── Given information
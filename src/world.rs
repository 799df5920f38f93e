//! World and puzzle records
//!
//! A world is read once at puzzle-select time and never mutated. Live play
//! state is derived from a `Puzzle` by `sim::Layout`.

use std::collections::BTreeMap;
use std::io::Read;
use std::path::Path;

use glam::Vec3;
use serde::{Deserialize, Serialize};

use crate::consts::WORLD_TUTORIAL;
use crate::error::WorldError;

/// Integer grid coordinate of a cell
#[derive(Debug, Clone, Copy, PartialEq, Eq, Hash, Default, Serialize, Deserialize)]
pub struct Location {
    pub x: i32,
    pub y: i32,
    pub z: i32,
}

impl Location {
    pub const fn new(x: i32, y: i32, z: i32) -> Self {
        Self { x, y, z }
    }

    #[inline]
    pub fn to_vec3(self) -> Vec3 {
        Vec3::new(self.x as f32, self.y as f32, self.z as f32)
    }

    /// Nearest cell to a position (positions at rest are always cell centers)
    #[inline]
    pub fn from_vec3(v: Vec3) -> Self {
        Self::new(v.x.round() as i32, v.y.round() as i32, v.z.round() as i32)
    }
}

/// Kinds of element a puzzle can declare
#[derive(Debug, Clone, Copy, PartialEq, Eq, Hash, Serialize, Deserialize)]
#[serde(rename_all = "lowercase")]
pub enum ElementKind {
    /// The ship; the only element the player moves
    Sphere,
    Block,
    Goal,
    /// Declared in pairs; entering one exits through its partner
    Portal,
    Scenery,
    Sky,
    Outline,
}

impl ElementKind {
    pub fn as_str(&self) -> &'static str {
        match self {
            ElementKind::Sphere => "sphere",
            ElementKind::Block => "block",
            ElementKind::Goal => "goal",
            ElementKind::Portal => "portal",
            ElementKind::Scenery => "scenery",
            ElementKind::Sky => "sky",
            ElementKind::Outline => "outline",
        }
    }

    pub fn parse(s: &str) -> Option<Self> {
        match s {
            "sphere" => Some(ElementKind::Sphere),
            "block" => Some(ElementKind::Block),
            "goal" => Some(ElementKind::Goal),
            "portal" => Some(ElementKind::Portal),
            "scenery" => Some(ElementKind::Scenery),
            "sky" => Some(ElementKind::Sky),
            "outline" => Some(ElementKind::Outline),
            _ => None,
        }
    }

    /// Whether the element occupies a grid cell
    pub fn has_location(&self) -> bool {
        !matches!(self, ElementKind::Sky | ElementKind::Outline)
    }
}

/// A named game object as declared in the world file
///
/// The rendering attributes are opaque to the simulation.
#[derive(Debug, Clone, PartialEq, Serialize, Deserialize)]
pub struct Element {
    pub name: String,
    /// Raw kind tag; checked by [`Element::kind`]
    #[serde(rename = "type")]
    pub kind: String,
    #[serde(default)]
    pub shader: String,
    #[serde(default)]
    pub mesh: String,
    #[serde(default)]
    pub colour: String,
    #[serde(default)]
    pub texture: String,
    #[serde(default)]
    pub material: String,
    #[serde(default, skip_serializing_if = "Option::is_none")]
    pub location: Option<Location>,
}

impl Element {
    pub fn new(name: &str, kind: ElementKind, location: Location) -> Self {
        Self {
            name: name.to_string(),
            kind: kind.as_str().to_string(),
            shader: String::new(),
            mesh: String::new(),
            colour: String::new(),
            texture: String::new(),
            material: String::new(),
            location: kind.has_location().then_some(location),
        }
    }

    /// Typed kind of this element
    pub fn kind(&self) -> Result<ElementKind, WorldError> {
        ElementKind::parse(&self.kind).ok_or_else(|| WorldError::UnknownElementKind {
            element: self.name.clone(),
            kind: self.kind.clone(),
        })
    }

    /// Location, required for every kind that occupies a cell
    pub fn cell(&self) -> Result<Location, WorldError> {
        self.location.ok_or_else(|| WorldError::MissingLocation {
            element: self.name.clone(),
        })
    }
}

/// Narrative text shown when a sphere comes to rest on its cell
#[derive(Debug, Clone, PartialEq, Serialize, Deserialize)]
pub struct Dialog {
    pub name: String,
    pub location: Location,
    #[serde(default, skip_serializing_if = "Option::is_none")]
    pub author: Option<String>,
    #[serde(default)]
    pub content: Vec<String>,
}

impl Dialog {
    /// Numeric suffix of the name ("intro-3" -> 3); 0 when there is none
    ///
    /// Suffixes too long for a `u64` saturate so they still sort last.
    pub fn order(&self) -> u64 {
        let digits = self
            .name
            .char_indices()
            .rev()
            .take_while(|(_, c)| c.is_ascii_digit())
            .last()
            .map(|(i, _)| &self.name[i..])
            .unwrap_or("");
        if digits.is_empty() {
            return 0;
        }
        digits.parse().unwrap_or(u64::MAX)
    }
}

/// Shader sources referenced by elements; never interpreted by the core
#[derive(Debug, Clone, Default, PartialEq, Serialize, Deserialize)]
pub struct ShaderDefinition {
    #[serde(default)]
    pub vertex: String,
    #[serde(default)]
    pub fragment: String,
    #[serde(default)]
    pub attributes: Vec<String>,
    #[serde(default)]
    pub uniforms: Vec<String>,
}

/// One level
#[derive(Debug, Clone, PartialEq, Serialize, Deserialize)]
pub struct Puzzle {
    /// Par move count
    pub target: u32,
    #[serde(default)]
    pub description: String,
    pub elements: Vec<Element>,
    #[serde(default)]
    pub dialogs: Vec<Dialog>,
}

impl Puzzle {
    /// Check every element kind and location, and that portals pair up
    pub fn validate(&self) -> Result<(), WorldError> {
        let mut portals = 0;
        for element in &self.elements {
            let kind = element.kind()?;
            if kind.has_location() {
                element.cell()?;
            }
            if kind == ElementKind::Portal {
                portals += 1;
            }
        }
        if portals % 2 != 0 {
            return Err(WorldError::OddPortalCount { count: portals });
        }
        Ok(())
    }

    /// BLAKE3 digest of the canonical JSON encoding, lowercase hex
    ///
    /// Solutions are stored under this key so edits to other puzzles in
    /// the same world never invalidate them.
    pub fn content_hash(&self) -> Result<String, WorldError> {
        let mut hasher = blake3::Hasher::new();
        serde_json::to_writer(&mut hasher, self)?;
        Ok(hasher.finalize().to_hex().to_string())
    }
}

/// A themed collection of puzzles sharing one grid size
#[derive(Debug, Clone, PartialEq, Serialize, Deserialize)]
pub struct World {
    pub name: String,
    #[serde(default)]
    pub title: String,
    #[serde(default)]
    pub foreground_colour: String,
    #[serde(default)]
    pub background_colour: String,
    /// Edge length of the play cube in cells
    pub size: u32,
    #[serde(default)]
    pub shaders: BTreeMap<String, ShaderDefinition>,
    pub puzzles: Vec<Puzzle>,
}

impl World {
    pub fn from_json(json: &str) -> Result<Self, WorldError> {
        let world: World = serde_json::from_str(json)?;
        world.validate()?;
        log::info!(
            "Loaded world '{}' ({} puzzles, size {})",
            world.name,
            world.puzzles.len(),
            world.size
        );
        Ok(world)
    }

    pub fn from_reader<R: Read>(mut reader: R) -> Result<Self, WorldError> {
        let mut json = String::new();
        reader.read_to_string(&mut json)?;
        Self::from_json(&json)
    }

    pub fn load(path: impl AsRef<Path>) -> Result<Self, WorldError> {
        let json = std::fs::read_to_string(path)?;
        Self::from_json(&json)
    }

    pub fn validate(&self) -> Result<(), WorldError> {
        if self.size == 0 {
            return Err(WorldError::InvalidSize);
        }
        self.puzzles.iter().try_for_each(Puzzle::validate)
    }

    /// Puzzle by player-facing number (1-based)
    pub fn puzzle(&self, number: usize) -> Result<&Puzzle, WorldError> {
        number
            .checked_sub(1)
            .and_then(|i| self.puzzles.get(i))
            .ok_or(WorldError::PuzzleIndex {
                index: number,
                count: self.puzzles.len(),
            })
    }

    pub fn puzzle_count(&self) -> usize {
        self.puzzles.len()
    }

    pub fn is_tutorial(&self) -> bool {
        self.name == WORLD_TUTORIAL
    }
}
────
» **Action item**: The answer must hold exactly the lines of the entries above, from the first line through the line that contains "use crate::error::WorldError;", and no others.

» **Solved exercise**:
filename src/world.rs
repository 799df5920f38f93e
//! World and puzzle records
//!
//! A world is read once at puzzle-select time and never mutated. Live play
//! state is derived from a `Puzzle` by `sim::Layout`.

use std::collections::BTreeMap;
use std::io::Read;
use std::path::Path;

use glam::Vec3;
use serde::{Deserialize, Serialize};

use crate::consts::WORLD_TUTORIAL;
use crate::error::WorldError;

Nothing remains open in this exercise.